Il fallait être bien naïf pour penser qu’une menace soudaine pût détourner le pays de ses émotions nationales et voir dans cette foule immense une société française humaniste soudée comme une seule France. Pensez donc ! Un peuple uni qui ne ferait pas plus d’amalgames entre islamistes et musulmans que ce même peuple un siècle plus tôt qui, venant assister à l’arrivée des trains de prisonniers allemands, confondait assassins et pauvres bougres allemands mobilisés dans un conflit qui les dépassait. L’exercice est cette fois plus compliqué. Pour vous, l’Allemand qui se trouvait dans la tranchée d’en face « était un homme comme vous ; à la moindre pause, il boit, il rigole… ». Cette fois, l’Ennemi est un Français. Il est juste de la religion d’en face. Tous ceux qui ne boivent pas et ne rigolent pas aux caricatures ne sont pas dangereux. Un pays catholique doit se rappeler des paroles bibliques et savoir séparer le bon grain de l’ivraie.

Il faut croire que l’histoire est une science exacte. Une menace contre la nation fait immuablement monter les mouvements nationalistes. Eté 1914, directement menacée par l’Allemagne, la France s’était très soudainement tourné vers le nationalisme, se détournant du même coup socialisme qui progressait depuis la fin du XIXème siècle. Un siècle plus tard, le parti Front National, est crédité par les sondages de 30% pour les prochaines élections départementales, soit 4 points de gagnés depuis les élections européennes de 2014. Un acte de terrorisme n’allait pas détourner le peuple français du FN. Bien au contraire. Cela fait trente ans que le FN grignote du terrain parce que cela fait trente ans que la mondialisation menace un peu plus le monde chaque jour. Le terrorisme n’est que la queue de la comète. L’avenir nous dira si le terrorisme aura fait la courte échelle au FN pour gravir les dernières marches du pouvoir suprême.

Parmi les effets notables de la mondialisation, il y a eu une migration importante d’hommes, de femmes et d’enfants tout autour du monde.

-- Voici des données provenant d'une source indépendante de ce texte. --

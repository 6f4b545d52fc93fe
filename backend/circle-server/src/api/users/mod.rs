pub mod search_query;
pub mod search_response;
pub mod user_dto;
pub mod users;
use crate::{
    CoreError, CoreResult, CredentialHasher, InsertOutcome, Page, PageRequest, User, UserStore,
    normalize_email,
};

use std::panic::Location;

use error_location::ErrorLocation;
use uuid::Uuid;

/// Raw signup fields as received from the caller
#[derive(Debug, Clone, Default)]
pub struct SignupInput {
    pub email: String,
    pub username: String,
    pub password: String,
    pub first_name: String,
    pub last_name: String,
}

impl SignupInput {
    /// First required field that is empty after trimming, in declaration order
    fn first_missing_field(&self) -> Option<&'static str> {
        [
            ("email", &self.email),
            ("username", &self.username),
            ("password", &self.password),
            ("first_name", &self.first_name),
            ("last_name", &self.last_name),
        ]
        .into_iter()
        .find(|(_, value)| value.trim().is_empty())
        .map(|(field, _)| field)
    }
}

pub struct IdentityService<'a, S: UserStore + ?Sized, H: CredentialHasher + ?Sized> {
    users: &'a S,
    hasher: &'a H,
}

impl<'a, S: UserStore + ?Sized, H: CredentialHasher + ?Sized> IdentityService<'a, S, H> {
    pub fn new(users: &'a S, hasher: &'a H) -> Self {
        Self { users, hasher }
    }

    /// Create a user. Nothing is written unless every field is present.
    pub async fn create_user(&self, input: SignupInput) -> CoreResult<User> {
        if let Some(field) = input.first_missing_field() {
            return Err(CoreError::missing_field(field));
        }

        let password_hash = self.hasher.hash(&input.password).await?;
        let user = User::new(
            &input.email,
            input.username.trim().to_string(),
            input.first_name.trim().to_string(),
            input.last_name.trim().to_string(),
            password_hash,
        );

        match self.users.insert(&user).await? {
            InsertOutcome::Inserted => Ok(user),
            InsertOutcome::Duplicate => Err(CoreError::DuplicateEmail {
                location: ErrorLocation::from(Location::caller()),
            }),
        }
    }

    /// Unknown email, blank input and a wrong password all look the same
    pub async fn authenticate(&self, email: &str, password: &str) -> CoreResult<User> {
        let email = normalize_email(email);
        let user = if email.is_empty() || password.is_empty() {
            None
        } else {
            self.users.find_by_email(&email).await?
        };

        if let Some(user) = user {
            if self.hasher.verify(password, &user.password_hash).await {
                return Ok(user);
            }
        }

        Err(CoreError::InvalidCredentials {
            location: ErrorLocation::from(Location::caller()),
        })
    }

    pub async fn find_by_id(&self, id: Uuid) -> CoreResult<User> {
        self.users
            .find_by_id(id)
            .await?
            .ok_or_else(|| CoreError::not_found("User", id))
    }

    pub async fn search_by_email_exact(
        &self,
        email: &str,
        page: PageRequest,
    ) -> CoreResult<Page<User>> {
        self.users
            .search_by_email(&email.to_lowercase(), page)
            .await
    }

    pub async fn search_by_name_contains(
        &self,
        fragment: &str,
        page: PageRequest,
    ) -> CoreResult<Page<User>> {
        self.users.search_by_name(fragment, page).await
    }
}
pub mod database;
pub(crate) mod row;
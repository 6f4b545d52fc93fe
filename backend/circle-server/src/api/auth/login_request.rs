use serde::Deserialize;

#[derive(Debug, Default, Deserialize)]
#[serde(default)]
pub struct LoginRequest {
    pub email: String,
    pub password: String,
}
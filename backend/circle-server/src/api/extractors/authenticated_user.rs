//! Axum extractor for bearer-token authentication

use crate::{ApiError, AppState};

use circle_auth::AuthError;
use circle_core::{CallerContext, ErrorLocation};

use std::future::Future;
use std::panic::Location;

use axum::{
    extract::FromRequestParts,
    http::{header::AUTHORIZATION, request::Parts},
};

const BEARER_PREFIX: &str = "Bearer ";

/// Caller identity taken from `Authorization: Bearer <access token>`.
///
/// Only access tokens are accepted; refresh tokens are rejected as 401.
pub struct AuthenticatedUser(pub CallerContext);

impl FromRequestParts<AppState> for AuthenticatedUser {
    type Rejection = ApiError;

    #[allow(clippy::manual_async_fn)]
    fn from_request_parts(
        parts: &mut Parts,
        state: &AppState,
    ) -> impl Future<Output = Result<Self, Self::Rejection>> + Send {
        async move {
            let header = parts
                .headers
                .get(AUTHORIZATION)
                .ok_or_else(|| AuthError::MissingHeader {
                    location: ErrorLocation::from(Location::caller()),
                })?;

            let token = header
                .to_str()
                .ok()
                .and_then(|value| value.strip_prefix(BEARER_PREFIX))
                .map(str::trim)
                .filter(|token| !token.is_empty())
                .ok_or_else(|| AuthError::InvalidScheme {
                    location: ErrorLocation::from(Location::caller()),
                })?;

            let claims = state.jwt_validator.validate_access(token)?;
            let user_id = claims.user_id()?;

            log::debug!("Authenticated request for user {}", user_id);

            Ok(AuthenticatedUser(CallerContext::new(user_id)))
        }
    }
}
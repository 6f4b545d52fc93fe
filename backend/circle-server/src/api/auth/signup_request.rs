use circle_core::SignupInput;

use serde::Deserialize;

/// Absent fields deserialize as empty and are reported as missing
#[derive(Debug, Default, Deserialize)]
#[serde(default)]
pub struct SignupRequest {
    pub email: String,
    pub username: String,
    pub password: String,
    pub first_name: String,
    pub last_name: String,
}

impl From<SignupRequest> for SignupInput {
    fn from(req: SignupRequest) -> Self {
        Self {
            email: req.email,
            username: req.username,
            password: req.password,
            first_name: req.first_name,
            last_name: req.last_name,
        }
    }
}
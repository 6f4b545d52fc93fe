use crate::{CoreError, CoreResult};

use std::panic::Location;

use error_location::ErrorLocation;

/// Fixed number of users returned per search page
pub const SEARCH_PAGE_SIZE: u32 = 10;

/// A 1-based page window into an ordered result set
#[derive(Debug, Clone, Copy, PartialEq, Eq)]
pub struct PageRequest {
    pub page: u32,
    pub page_size: u32,
}

impl PageRequest {
    #[track_caller]
    pub fn new(page: u32, page_size: u32) -> CoreResult<Self> {
        if page == 0 {
            return Err(CoreError::Validation {
                message: "page must be 1 or greater".to_string(),
                field: Some("page".to_string()),
                location: ErrorLocation::from(Location::caller()),
            });
        }

        if page_size == 0 {
            return Err(CoreError::Validation {
                message: "page_size must be 1 or greater".to_string(),
                field: Some("page_size".to_string()),
                location: ErrorLocation::from(Location::caller()),
            });
        }

        Ok(Self { page, page_size })
    }

    pub fn limit(&self) -> i64 {
        i64::from(self.page_size)
    }

    pub fn offset(&self) -> i64 {
        i64::from(self.page - 1) * i64::from(self.page_size)
    }
}

#[derive(Debug, Clone, PartialEq, Eq)]
pub struct Page<T> {
    pub items: Vec<T>,
    /// Number of matches across all pages
    pub total: u64,
    pub page: u32,
    pub page_size: u32,
}

impl<T> Page<T> {
    pub fn empty(request: PageRequest) -> Self {
        Self {
            items: Vec::new(),
            total: 0,
            page: request.page,
            page_size: request.page_size,
        }
    }

    pub fn total_pages(&self) -> u32 {
        let pages = self.total.div_ceil(u64::from(self.page_size.max(1)));
        u32::try_from(pages).unwrap_or(u32::MAX)
    }

    pub fn next_page(&self) -> Option<u32> {
        (self.page < self.total_pages()).then(|| self.page + 1)
    }

    pub fn previous_page(&self) -> Option<u32> {
        (self.page > 1).then(|| self.page - 1)
    }

    pub fn map<U, F: FnMut(T) -> U>(self, f: F) -> Page<U> {
        Page {
            items: self.items.into_iter().map(f).collect(),
            total: self.total,
            page: self.page,
            page_size: self.page_size,
        }
    }
}
use crate::{
    AppState, get_friend_request, health, list_friends, list_pending_requests, login,
    refresh_token, resolve_friend_request, search_users, send_friend_request, signup,
};

use axum::{
    Router,
    routing::{get, post},
};
use tower_http::cors::{Any, CorsLayer};

/// Build the application router with all endpoints
pub fn build_router(state: AppState) -> Router {
    let api = Router::new()
        // Public
        .route("/signup", post(signup))
        .route("/login", post(login))
        .route("/token/refresh", post(refresh_token))
        // Bearer token required
        .route("/search", get(search_users))
        .route("/friend-requests", post(send_friend_request))
        .route(
            "/friend-requests/{id}",
            get(get_friend_request).patch(resolve_friend_request),
        )
        .route("/friends", get(list_friends))
        .route("/pending-requests", get(list_pending_requests));

    Router::new()
        .nest("/api/v1", api)
        // Health check endpoints
        .route("/health", get(health::health_check))
        .route("/live", get(health::liveness_check))
        .route("/ready", get(health::readiness_check))
        .with_state(state)
        .layer(
            CorsLayer::new()
                .allow_origin(Any)
                .allow_methods(Any)
                .allow_headers(Any),
        )
}
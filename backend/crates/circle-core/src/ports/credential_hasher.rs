use crate::CoreResult;

use async_trait::async_trait;

/// One-way password hashing, supplied by the auth layer.
///
/// Implementations are expected to be slow on purpose and must not block
/// the calling task while they work.
#[async_trait]
pub trait CredentialHasher: Send + Sync {
    async fn hash(&self, password: &str) -> CoreResult<String>;

    /// Malformed hashes verify as false
    async fn verify(&self, password: &str, encoded_hash: &str) -> bool;
}
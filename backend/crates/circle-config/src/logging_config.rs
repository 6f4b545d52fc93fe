use crate::{ConfigError, ConfigErrorResult, ConfigSection, DEFAULT_LOG_DIRECTORY, LogLevel};

use serde::Deserialize;

#[derive(Debug, Clone, Deserialize)]
#[serde(default)]
pub struct LoggingConfig {
    pub level: LogLevel,
    /// ANSI colors on stdout; ignored when logging to a file
    pub colored: bool,
    /// Log file name inside `dir`; stdout when unset
    pub file: Option<String>,
    pub dir: String,
}

impl Default for LoggingConfig {
    fn default() -> Self {
        Self {
            level: LogLevel::default(),
            colored: true,
            file: None,
            dir: String::from(DEFAULT_LOG_DIRECTORY),
        }
    }
}

impl LoggingConfig {
    pub fn validate(&self) -> ConfigErrorResult<()> {
        if let Some(file) = &self.file
            && (file.trim().is_empty() || file.contains('/') || file.contains('\\'))
        {
            return Err(ConfigError::invalid(
                ConfigSection::Logging,
                "logging.file must be a bare file name, use logging.dir for the directory",
            ));
        }

        Ok(())
    }
}
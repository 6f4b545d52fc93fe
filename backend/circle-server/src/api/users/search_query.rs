use serde::Deserialize;

/// Query string of GET /api/v1/search
#[derive(Debug, Deserialize)]
pub struct SearchQuery {
    pub q: Option<String>,
    /// Kept as text so a malformed page is reported in the API error format
    pub page: Option<String>,
}
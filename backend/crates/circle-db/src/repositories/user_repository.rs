use crate::Result as DbErrorResult;
use crate::connection::row::{escape_like, timestamp_column, uuid_column};

use circle_core::{CoreError, CoreResult, InsertOutcome, Page, PageRequest, User, UserStore};

use async_trait::async_trait;
use sqlx::sqlite::SqliteRow;
use sqlx::{Row, SqlitePool};
use uuid::Uuid;

const TABLE: &str = "users";

const SELECT_USER: &str = r#"
    SELECT id, email, username, first_name, last_name, password_hash, created_at
    FROM users
"#;

pub struct UserRepository {
    pool: SqlitePool,
}

impl UserRepository {
    pub fn new(pool: SqlitePool) -> Self {
        Self { pool }
    }

    /// Insert a user; a taken email yields `Duplicate` instead of an error
    pub async fn create(&self, user: &User) -> DbErrorResult<InsertOutcome> {
        let result = sqlx::query(
            r#"
              INSERT INTO users (
                  id, email, username, first_name, last_name, password_hash, created_at
              ) VALUES (?, ?, ?, ?, ?, ?, ?)
              "#,
        )
        .bind(user.id.to_string())
        .bind(&user.email)
        .bind(&user.username)
        .bind(&user.first_name)
        .bind(&user.last_name)
        .bind(&user.password_hash)
        .bind(user.created_at.timestamp_millis())
        .execute(&self.pool)
        .await;

        match result {
            Ok(_) => Ok(InsertOutcome::Inserted),
            Err(e) => {
                let err = crate::DbError::from(e);
                if err.is_unique_violation() {
                    log::debug!("Signup rejected, email already registered");
                    Ok(InsertOutcome::Duplicate)
                } else {
                    Err(err)
                }
            }
        }
    }

    pub async fn find_by_id(&self, id: Uuid) -> DbErrorResult<Option<User>> {
        let row = sqlx::query(&format!("{SELECT_USER} WHERE id = ?"))
            .bind(id.to_string())
            .fetch_optional(&self.pool)
            .await?;

        row.as_ref().map(user_from_row).transpose()
    }

    pub async fn find_by_email(&self, email: &str) -> DbErrorResult<Option<User>> {
        let row = sqlx::query(&format!("{SELECT_USER} WHERE email = ? COLLATE NOCASE"))
            .bind(email)
            .fetch_optional(&self.pool)
            .await?;

        row.as_ref().map(user_from_row).transpose()
    }

    pub async fn search_by_email(
        &self,
        email: &str,
        page: PageRequest,
    ) -> DbErrorResult<Page<User>> {
        let total: i64 =
            sqlx::query_scalar("SELECT COUNT(*) FROM users WHERE email = ? COLLATE NOCASE")
                .bind(email)
                .fetch_one(&self.pool)
                .await?;

        let rows = sqlx::query(&format!(
            "{SELECT_USER} WHERE email = ? COLLATE NOCASE ORDER BY created_at, id LIMIT ? OFFSET ?"
        ))
        .bind(email)
        .bind(page.limit())
        .bind(page.offset())
        .fetch_all(&self.pool)
        .await?;

        to_page(rows, total, page)
    }

    /// SQLite `LIKE` folds ASCII case only
    pub async fn search_by_name(
        &self,
        fragment: &str,
        page: PageRequest,
    ) -> DbErrorResult<Page<User>> {
        let pattern = format!("%{}%", escape_like(fragment));
        let filter = r"first_name LIKE ?1 ESCAPE '\' OR last_name LIKE ?1 ESCAPE '\'";

        let total: i64 = sqlx::query_scalar(&format!("SELECT COUNT(*) FROM users WHERE {filter}"))
            .bind(&pattern)
            .fetch_one(&self.pool)
            .await?;

        let rows = sqlx::query(&format!(
            "{SELECT_USER} WHERE {filter} ORDER BY created_at, id LIMIT ?2 OFFSET ?3"
        ))
        .bind(&pattern)
        .bind(page.limit())
        .bind(page.offset())
        .fetch_all(&self.pool)
        .await?;

        to_page(rows, total, page)
    }
}

pub(crate) fn user_from_row(row: &SqliteRow) -> DbErrorResult<User> {
    Ok(User {
        id: uuid_column(row, TABLE, "id")?,
        email: row.try_get("email")?,
        username: row.try_get("username")?,
        first_name: row.try_get("first_name")?,
        last_name: row.try_get("last_name")?,
        password_hash: row.try_get("password_hash")?,
        created_at: timestamp_column(row, TABLE, "created_at")?,
    })
}

fn to_page(rows: Vec<SqliteRow>, total: i64, page: PageRequest) -> DbErrorResult<Page<User>> {
    let items = rows
        .iter()
        .map(user_from_row)
        .collect::<DbErrorResult<Vec<_>>>()?;

    Ok(Page {
        items,
        total: u64::try_from(total).unwrap_or_default(),
        page: page.page,
        page_size: page.page_size,
    })
}

#[async_trait]
impl UserStore for UserRepository {
    async fn insert(&self, user: &User) -> CoreResult<InsertOutcome> {
        self.create(user).await.map_err(CoreError::from)
    }

    async fn find_by_id(&self, id: Uuid) -> CoreResult<Option<User>> {
        UserRepository::find_by_id(self, id)
            .await
            .map_err(CoreError::from)
    }

    async fn find_by_email(&self, email: &str) -> CoreResult<Option<User>> {
        UserRepository::find_by_email(self, email)
            .await
            .map_err(CoreError::from)
    }

    async fn search_by_email(&self, email: &str, page: PageRequest) -> CoreResult<Page<User>> {
        UserRepository::search_by_email(self, email, page)
            .await
            .map_err(CoreError::from)
    }

    async fn search_by_name(&self, fragment: &str, page: PageRequest) -> CoreResult<Page<User>> {
        UserRepository::search_by_name(self, fragment, page)
            .await
            .map_err(CoreError::from)
    }
}
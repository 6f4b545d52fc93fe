use circle_core::{FriendRequest, User};
use circle_db::{FriendRequestRepository, UserRepository};

use chrono::{DateTime, Duration, Utc};
use sqlx::SqlitePool;

/// Builds a user with a unique, derived email
pub fn create_test_user(first_name: &str, last_name: &str) -> User {
    let email = format!(
        "{}.{}@example.com",
        first_name.to_lowercase(),
        last_name.to_lowercase()
    );
    User::new(
        &email,
        first_name.to_lowercase(),
        first_name.to_string(),
        last_name.to_string(),
        String::from("hash"),
    )
}

/// Inserts a user, offsetting `created_at` so listing order is deterministic
pub async fn insert_test_user(
    pool: &SqlitePool,
    first_name: &str,
    last_name: &str,
    offset_secs: i64,
) -> User {
    let mut user = create_test_user(first_name, last_name);
    user.created_at = base_time() + Duration::seconds(offset_secs);

    UserRepository::new(pool.clone())
        .create(&user)
        .await
        .expect("Failed to insert test user");

    user
}

/// Inserts a pending request from `sender` to `receiver` at `created_at`
pub async fn insert_test_request(
    pool: &SqlitePool,
    sender: &User,
    receiver: &User,
    created_at: DateTime<Utc>,
) -> FriendRequest {
    let request = FriendRequest::new(sender.id, receiver.id, created_at);

    FriendRequestRepository::new(pool.clone())
        .create(&request)
        .await
        .expect("Failed to insert test request");

    request
}

/// Millisecond-aligned base so stored timestamps round-trip exactly
pub fn base_time() -> DateTime<Utc> {
    DateTime::from_timestamp(1_767_225_600, 0).expect("valid timestamp")
}
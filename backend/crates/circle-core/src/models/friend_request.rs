use crate::{CoreError, CoreResult, FriendRequestDecision, FriendRequestStatus};

use chrono::{DateTime, Utc};
use serde::{Deserialize, Serialize};
use uuid::Uuid;

/// A directional request from `sender_id` to `receiver_id`.
///
/// `status` is private: the only way to move a request out of `Pending` is
/// [`FriendRequest::resolve`], which refuses to touch a terminal request.
#[derive(Debug, Clone, Serialize, Deserialize, PartialEq, Eq)]
pub struct FriendRequest {
    pub id: Uuid,
    pub sender_id: Uuid,
    pub receiver_id: Uuid,

    status: FriendRequestStatus,

    // Audit
    pub created_at: DateTime<Utc>,
    pub updated_at: DateTime<Utc>,
}

impl FriendRequest {
    pub fn new(sender_id: Uuid, receiver_id: Uuid, created_at: DateTime<Utc>) -> Self {
        Self {
            id: Uuid::new_v4(),
            sender_id,
            receiver_id,
            status: FriendRequestStatus::Pending,
            created_at,
            updated_at: created_at,
        }
    }

    /// Rebuild a request read back from a store
    pub fn restore(
        id: Uuid,
        sender_id: Uuid,
        receiver_id: Uuid,
        status: FriendRequestStatus,
        created_at: DateTime<Utc>,
        updated_at: DateTime<Utc>,
    ) -> Self {
        Self {
            id,
            sender_id,
            receiver_id,
            status,
            created_at,
            updated_at,
        }
    }

    pub fn status(&self) -> FriendRequestStatus {
        self.status
    }

    pub fn is_pending(&self) -> bool {
        self.status == FriendRequestStatus::Pending
    }

    /// True when `user_id` is either end of the request
    pub fn involves(&self, user_id: Uuid) -> bool {
        self.sender_id == user_id || self.receiver_id == user_id
    }

    #[track_caller]
    pub fn resolve(&mut self, decision: FriendRequestDecision, at: DateTime<Utc>) -> CoreResult<()> {
        if self.status.is_terminal() {
            return Err(CoreError::invalid_transition(format!(
                "Friend request {} is already {}",
                self.id, self.status
            )));
        }

        self.status = decision.status();
        self.updated_at = at;

        Ok(())
    }
}
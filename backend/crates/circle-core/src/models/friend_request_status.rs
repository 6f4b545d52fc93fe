use crate::{CoreError, CoreResult};

use std::fmt;
use std::panic::Location;
use std::str::FromStr;

use error_location::ErrorLocation;
use serde::{Deserialize, Serialize};

#[derive(Debug, Clone, Copy, Serialize, Deserialize, PartialEq, Eq, Hash)]
#[serde(rename_all = "snake_case")]
pub enum FriendRequestStatus {
    Pending,
    Accepted,
    Rejected,
}

impl FriendRequestStatus {
    pub fn as_str(&self) -> &'static str {
        match self {
            Self::Pending => "pending",
            Self::Accepted => "accepted",
            Self::Rejected => "rejected",
        }
    }

    /// Accepted and rejected requests never change again
    pub fn is_terminal(&self) -> bool {
        !matches!(self, Self::Pending)
    }
}

impl fmt::Display for FriendRequestStatus {
    fn fmt(&self, f: &mut fmt::Formatter<'_>) -> fmt::Result {
        f.write_str(self.as_str())
    }
}

impl FromStr for FriendRequestStatus {
    type Err = CoreError;

    #[track_caller]
    fn from_str(s: &str) -> CoreResult<Self> {
        match s {
            "pending" => Ok(Self::Pending),
            "accepted" => Ok(Self::Accepted),
            "rejected" => Ok(Self::Rejected),
            _ => Err(CoreError::InvalidFriendRequestStatus {
                value: s.to_string(),
                location: ErrorLocation::from(Location::caller()),
            }),
        }
    }
}
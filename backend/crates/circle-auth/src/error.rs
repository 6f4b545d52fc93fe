use crate::TokenType;

use error_location::ErrorLocation;
use thiserror::Error;

#[derive(Error, Debug)]
pub enum AuthError {
    // Authorization header
    #[error("No Authorization header {location}")]
    MissingHeader { location: ErrorLocation },

    #[error("Authorization header is not 'Bearer <token>' {location}")]
    InvalidScheme { location: ErrorLocation },

    // Presented token
    #[error("Token expired {location}")]
    TokenExpired { location: ErrorLocation },

    #[error("Token rejected: {source} {location}")]
    JwtDecode {
        #[source]
        source: jsonwebtoken::errors::Error,
        location: ErrorLocation,
    },

    #[error("Expected a {expected} token, got a {actual} token {location}")]
    WrongTokenType {
        expected: TokenType,
        actual: TokenType,
        location: ErrorLocation,
    },

    #[error("Claim '{claim}' is invalid: {message} {location}")]
    InvalidClaim {
        claim: String,
        message: String,
        location: ErrorLocation,
    },

    // Login attempts
    #[error("{limit} login attempts per {window_secs}s exceeded {location}")]
    RateLimitExceeded {
        limit: u32,
        window_secs: u64,
        location: ErrorLocation,
    },

    // Configuration
    #[error("Invalid password hashing parameters: {message} {location}")]
    HashParams {
        message: String,
        location: ErrorLocation,
    },

    // Issuing
    #[error("Failed to sign token: {source} {location}")]
    JwtEncode {
        #[source]
        source: jsonwebtoken::errors::Error,
        location: ErrorLocation,
    },
}

impl AuthError {
    /// Stable code for logs
    pub fn error_code(&self) -> &'static str {
        match self {
            Self::MissingHeader { .. } => "MISSING_AUTH_HEADER",
            Self::InvalidScheme { .. } => "INVALID_AUTH_SCHEME",
            Self::TokenExpired { .. } => "TOKEN_EXPIRED",
            Self::JwtDecode { .. } => "TOKEN_REJECTED",
            Self::WrongTokenType { .. } => "WRONG_TOKEN_TYPE",
            Self::InvalidClaim { .. } => "INVALID_CLAIM",
            Self::RateLimitExceeded { .. } => "RATE_LIMITED",
            Self::HashParams { .. } => "INVALID_HASH_PARAMS",
            Self::JwtEncode { .. } => "TOKEN_SIGNING_FAILED",
        }
    }

    /// Failures caused by what the caller presented, as opposed to our own
    pub fn is_client_error(&self) -> bool {
        !matches!(self, Self::JwtEncode { .. } | Self::HashParams { .. })
    }
}

pub type Result<T> = std::result::Result<T, AuthError>;
use crate::{AuthError, Result as AuthErrorResult, TokenType};

use std::panic::Location;

use error_location::ErrorLocation;
use serde::{Deserialize, Serialize};
use uuid::Uuid;

/// JWT claims for both access and refresh tokens
#[derive(Debug, Clone, Serialize, Deserialize)]
pub struct Claims {
    /// Subject (user_id)
    pub sub: String,
    /// Issued at timestamp (Unix)
    pub iat: i64,
    /// Expiration timestamp (Unix)
    pub exp: i64,
    pub token_type: TokenType,
    /// Unique token id
    pub jti: String,
}

impl Claims {
    pub fn new(user_id: Uuid, token_type: TokenType, issued_at: i64, ttl_secs: i64) -> Self {
        Self {
            sub: user_id.to_string(),
            iat: issued_at,
            exp: issued_at + ttl_secs,
            token_type,
            jti: Uuid::new_v4().to_string(),
        }
    }

    /// Shape checks that run after the signature has been verified
    #[track_caller]
    pub fn validate(&self) -> AuthErrorResult<()> {
        if self.jti.trim().is_empty() {
            return Err(invalid_claim("jti", "missing token id"));
        }

        if self.exp <= self.iat {
            return Err(invalid_claim(
                "exp",
                format!("expires at {} but was issued at {}", self.exp, self.iat),
            ));
        }

        self.user_id().map(|_| ())
    }

    #[track_caller]
    pub fn user_id(&self) -> AuthErrorResult<Uuid> {
        Uuid::parse_str(&self.sub)
            .map_err(|e| invalid_claim("sub", format!("'{}' is not a user id: {}", self.sub, e)))
    }
}

#[track_caller]
fn invalid_claim(claim: &str, message: impl Into<String>) -> AuthError {
    AuthError::InvalidClaim {
        claim: claim.to_string(),
        message: message.into(),
        location: ErrorLocation::from(Location::caller()),
    }
}
#![allow(dead_code)]

//! Test infrastructure for circle-server API tests

use circle_config::Config;
use circle_db::Database;
use circle_server::{AppState, build_router};

use axum::{
    Router,
    body::Body,
    http::{Request, StatusCode},
};
use http_body_util::BodyExt;
use serde_json::{Value, json};
use tower::ServiceExt;

pub const TEST_SECRET: &str = "integration-test-secret-32-chars-min";
pub const TEST_PASSWORD: &str = "s3cret-password";

/// Create AppState for testing on a private in-memory database
pub async fn create_test_app_state() -> AppState {
    create_test_app_state_with(|_| {}).await
}

/// Same as [`create_test_app_state`] with config tweaks applied first
pub async fn create_test_app_state_with(tweak: impl FnOnce(&mut Config)) -> AppState {
    let pool = Database::open_in_memory()
        .await
        .expect("Failed to create test database");

    let mut config = Config::default();
    config.auth.jwt_secret = Some(TEST_SECRET.to_string());
    // Keep hashing cheap
    config.auth.password_hash_memory_kib = 8;
    config.auth.password_hash_time_cost = 1;
    config.auth.password_hash_parallelism = 1;
    tweak(&mut config);

    AppState::from_config(pool, &config).expect("Failed to build app state")
}

/// Send one request through a fresh router
pub async fn send(state: &AppState, request: Request<Body>) -> (StatusCode, Value) {
    let app: Router = build_router(state.clone());
    let response = app.oneshot(request).await.unwrap();
    let status = response.status();

    let body = response.into_body().collect().await.unwrap().to_bytes();
    let json = if body.is_empty() {
        Value::Null
    } else {
        serde_json::from_slice(&body).unwrap_or_else(|_| {
            Value::String(String::from_utf8_lossy(&body).into_owned())
        })
    };

    (status, json)
}

pub fn json_request(method: &str, uri: &str, body: Value) -> Request<Body> {
    Request::builder()
        .method(method)
        .uri(uri)
        .header("Content-Type", "application/json")
        .body(Body::from(body.to_string()))
        .unwrap()
}

pub fn authed_json_request(method: &str, uri: &str, token: &str, body: Value) -> Request<Body> {
    Request::builder()
        .method(method)
        .uri(uri)
        .header("Content-Type", "application/json")
        .header("Authorization", format!("Bearer {}", token))
        .body(Body::from(body.to_string()))
        .unwrap()
}

pub fn authed_get(uri: &str, token: &str) -> Request<Body> {
    Request::builder()
        .method("GET")
        .uri(uri)
        .header("Authorization", format!("Bearer {}", token))
        .body(Body::empty())
        .unwrap()
}

/// A signed-up user with its tokens
pub struct TestUser {
    pub id: String,
    pub email: String,
    pub access: String,
    pub refresh: String,
}

pub async fn signup_user(state: &AppState, first_name: &str, last_name: &str) -> TestUser {
    let email = format!(
        "{}.{}@example.com",
        first_name.to_lowercase(),
        last_name.to_lowercase()
    );
    let (status, json) = send(
        state,
        json_request(
            "POST",
            "/api/v1/signup",
            json!({
                "email": email,
                "username": first_name.to_lowercase(),
                "password": TEST_PASSWORD,
                "first_name": first_name,
                "last_name": last_name,
            }),
        ),
    )
    .await;
    assert_eq!(status, StatusCode::CREATED, "signup failed: {json}");

    TestUser {
        id: json["user"]["id"].as_str().unwrap().to_string(),
        email,
        access: json["access"].as_str().unwrap().to_string(),
        refresh: json["refresh"].as_str().unwrap().to_string(),
    }
}

/// Send a friend request, returning the new request id
pub async fn send_friend_request(state: &AppState, from: &TestUser, to: &TestUser) -> String {
    let (status, json) = send(
        state,
        authed_json_request(
            "POST",
            "/api/v1/friend-requests",
            &from.access,
            json!({ "receiver_id": to.id }),
        ),
    )
    .await;
    assert_eq!(status, StatusCode::CREATED, "send failed: {json}");

    json["id"].as_str().unwrap().to_string()
}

Ce qui s’est passé d’années en années en France depuis plusieurs dizaine d’années, c’est ce que vous avez vécu, à une échelle temps différente, quand « de jour en jour, d’heure en heure, le campement d’Hardécourt grossissait, s’enflait démesurément pêle-mêle, au bon plaisir de chacun.» Vous observiez qu’ « il y avait des gens de tous les coins de l’univers ; des Australiens, des Canadiens, des Hindous, des Nègres, des Jaunes, des Rouges. » Et vous concluiez qu’ « on eût dit l’exode de peuplades, de tribus fuyant devant un fléau ou partant pour quelque croisade lointaine. »

L’idée d’un envahissement mortifère de la France est inoculée chroniques après chroniques par les nationalistes depuis qu’un écrivain, mussé dans sa bâtisse moyenâgeuse, a nommé « grand remplacement » cet exode contemporain. Je suppose que ce sont les vieilles pierres du bâtiment qui ont soufflé à tous ces perroquets ce concept déjà énoncé par Machiavel à l’époque des fondations du château de notre illuminé : « Si l’on recherche la principale source de la ruine de l’empire romain, on la trouvera dans l’introduction de l’usage de prendre des Goths à sa solde : par là, en effet, on commença à énerver les troupes nationales, de telle sorte que toute la valeur qu’elles perdaient tournait à l’avantage des barbares…J’appelle, au surplus, forces propres, celles qui sont composées de citoyens, de sujets, de créatures du prince. Toutes les autres sont ou mercenaires ou auxiliaires. » Autant vous dire que le discours du FN, reposant sur l'analogie entre les barbares ayant entraîné la chute de Rome et la vague d'immigration maghrébo-africaine en France, fait le plein de votes quand quelques enfants d’immigrés se muent en barbares. A croire que les islamistes veulent donner raison aux nationalistes.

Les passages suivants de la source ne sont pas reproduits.